Two questions[fontem recensere]

Two questions (getting to 96.5%?):

1- Do we have a {{spoiler}} equivalent to add to our Latin pages? If so, what is it?

2- when I create a new Vicipaedia page, is there (I hope there is) a way I can add the link to my new Latin page link to all the equivalent pages that already exist in other Wiki-languages or do I have to add it to the other pages one by one? This is the way I'm currently doing it but I strongly suspect it can be done some other handier way if you read all the instructions before you have a go.

Animus gratissimus,

D Ambulans 17:43, 30 Ianuarii 2006 (UTC)[reply]
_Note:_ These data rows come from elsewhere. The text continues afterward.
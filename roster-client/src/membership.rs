//! Department memberships of one employee

use crate::{DataSource, ErrorKind};
use shared::{Department, Employee, Record, RecordId};

/// Read-only view of the departments an employee belongs to
pub struct MembershipView<S> {
    source: S,
    employee_id: RecordId,
    employee: Option<Employee>,
    loading: bool,
    last_error: Option<ErrorKind>,
}

impl<S: DataSource<Employee>> MembershipView<S> {
    /// The view starts out loading until [`load`](Self::load) settles
    pub fn new(source: S, employee_id: RecordId) -> Self {
        Self {
            source,
            employee_id,
            employee: None,
            loading: true,
            last_error: None,
        }
    }

    pub async fn load(&mut self) {
        self.loading = true;
        let result = self.source.get(self.employee_id).await;
        self.loading = false;

        match result {
            Ok(employee) => {
                self.employee = Some(employee);
                self.last_error = None;
            }
            Err(e) => {
                tracing::warn!(employee_id = %self.employee_id, error = %e, "Failed to fetch employee");
                self.employee = None;
                self.last_error = Some(ErrorKind::classify(&e, ErrorKind::FetchFailed));
            }
        }
    }

    pub fn employee_id(&self) -> RecordId {
        self.employee_id
    }

    pub fn employee(&self) -> Option<&Employee> {
        self.employee.as_ref()
    }

    pub fn employee_name(&self) -> Option<&str> {
        self.employee.as_ref().map(|employee| employee.name.as_str())
    }

    pub fn departments(&self) -> &[Department] {
        self.employee
            .as_ref()
            .map(|employee| employee.departments.as_slice())
            .unwrap_or_default()
    }

    pub fn loading(&self) -> bool {
        self.loading
    }

    pub fn last_error(&self) -> Option<ErrorKind> {
        self.last_error
    }

    pub fn error_message(&self) -> Option<String> {
        self.last_error.map(|kind| kind.message(Employee::LABEL))
    }
}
ad 1) If someone writes {{spoiler}} (see the use of "nowiki" in the source code of this talk page, which is just to make the construct inactive on this talk page) another page is included (we are using "{" instead of "["). Depending on the specific Wikipedia (en, de, la, ...) there is a sepcial namespace for such templates. In the English WP it is called ... yes! ... "Template". In the Latin WP it is "Formula". Like User/Usor. So {{spoiler}} looks for page Template:spoiler in the English WP and for Formula:spoiler in the Latin WP. It will not find a page Formula:spoiler. You can simply create the template in the Latin WP like every other page. However, it might be a better idea to find a Latin name for the template. Given the Latin name should be "xxx", you would copy "Template:spoiler" from the English WP to "Formula:xxx" in the Latin WP. Then you have to make some corrections in the content, because the template uses other things which are maybe just available on the English WP. Of course you can copy these other templates as well. Example: "Formula:Usor de" is a copy from "Template:User de". Then the names of the categories within the template text had to be corrected: You have to change - in this case - at least 4 times the word User to Usor. If you want a Latin text, you have to translate the content as well. Then you can use your template by writing {{xxx}} ... but then just in the Latin WP.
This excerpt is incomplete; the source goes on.